_What is expected_:
Transcribe the data that follows, exactly and in full.

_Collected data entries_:
——————————

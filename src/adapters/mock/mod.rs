pub mod lending_service;

pub use lending_service::LendingService;
use thiserror::Error;

use crate::domain::{ItemId, LendingState, PatronAction, TransitionError};
use crate::ports::LendingServiceError;

/// 利用者操作のエラー
#[derive(Debug, Error)]
pub enum PatronError {
    /// ネットワーク/タイムアウト障害
    #[error("network error: {0}")]
    Transport(String),

    /// レスポンスに期待したフィールドが無い、または形が不正
    #[error("malformed response: {0}")]
    Protocol(String),

    /// サーバーがErrorCodeで報告したエラー
    #[error("service error {code}: {message}")]
    Service { code: String, message: String },

    /// サーバーによる業務的拒否
    ///
    /// クライアント側の事前条件を通過していても発生する。
    /// フェッチと試行の間に他の利用者が状態を変えた場合など。
    #[error("action rejected: {0}")]
    ActionRejected(String),

    /// クライアント側の事前条件違反。ネットワーク呼び出し前に失敗する
    #[error("cannot {attempted}: the item is not in the required state")]
    InvalidTransition {
        attempted: PatronAction,
        observed: Option<LendingState>,
    },

    /// 借用中一覧にアイテムが無く、ダウンロードトークンを解決できない
    #[error("item {0} is not in the borrowed list")]
    NotBorrowed(ItemId),

    /// アイテムが存在しない
    #[error("item {0} not found")]
    ItemNotFound(ItemId),
}

impl From<LendingServiceError> for PatronError {
    fn from(err: LendingServiceError) -> Self {
        match err {
            LendingServiceError::Transport(msg) => Self::Transport(msg),
            LendingServiceError::Protocol(msg) => Self::Protocol(msg),
            LendingServiceError::Service { code, message } => Self::Service { code, message },
            LendingServiceError::Rejected(msg) => Self::ActionRejected(msg),
            LendingServiceError::NotFound(id) => Self::ItemNotFound(id),
        }
    }
}

impl From<TransitionError> for PatronError {
    fn from(err: TransitionError) -> Self {
        match err {
            TransitionError::NotPermitted { attempted, observed } => Self::InvalidTransition {
                attempted,
                observed,
            },
        }
    }
}

/// 利用者操作のResult型
pub type Result<T> = std::result::Result<T, PatronError>;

——————————

_Exercise answer_:
filename src/adapters/mock/mod.rs
pub mod lending_service;

pub use lending_service::LendingService;
use thiserror::Error;

use crate::domain::{ItemId, LendingState, PatronAction, TransitionError};
use crate::ports::LendingServiceError;

/// 利用者操作のエラー
#[derive(Debug, Error)]
pub enum PatronError {
    /// ネットワーク/タイムアウト障害
    #[error("network error: {0}")]
    Transport(String),

    /// レスポンスに期待したフィールドが無い、または形が不正
    #[error("malformed response: {0}")]
    Protocol(String),

    /// サーバーがErrorCodeで報告したエラー
    #[error("service error {code}: {message}")]
    Service { code: String, message: String },

    /// サーバーによる業務的拒否
    ///
    /// クライアント側の事前条件を通過していても発生する。
    /// フェッチと試行の間に他の利用者が状態を変えた場合など。
    #[error("action rejected: {0}")]
    ActionRejected(String),

    /// クライアント側の事前条件違反。ネットワーク呼び出し前に失敗する
    #[error("cannot {attempted}: the item is not in the required state")]
    InvalidTransition {
        attempted: PatronAction,
        observed: Option<LendingState>,
    },

    /// 借用中一覧にアイテムが無く、ダウンロードトークンを解決できない
    #[error("item {0} is not in the borrowed list")]
    NotBorrowed(ItemId),

    /// アイテムが存在しない
    #[error("item {0} not found")]
    ItemNotFound(ItemId),
}

impl From<LendingServiceError> for PatronError {
    fn from(err: LendingServiceError) -> Self {
        match err {
            LendingServiceError::Transport(msg) => Self::Transport(msg),
            LendingServiceError::Protocol(msg) => Self::Protocol(msg),
            LendingServiceError::Service { code, message } => Self::Service { code, message },
            LendingServiceError::Rejected(msg) => Self::ActionRejected(msg),
            LendingServiceError::NotFound(id) => Self::ItemNotFound(id),
        }
    }
}

impl From<TransitionError> for PatronError {
    fn from(err: TransitionError) -> Self {
        match err {
            TransitionError::NotPermitted { attempted, observed } => Self::InvalidTransition {
                attempted,
                observed,
            },
        }
    }
}

/// 利用者操作のResult型
pub type Result<T> = std::result::Result<T, PatronError>;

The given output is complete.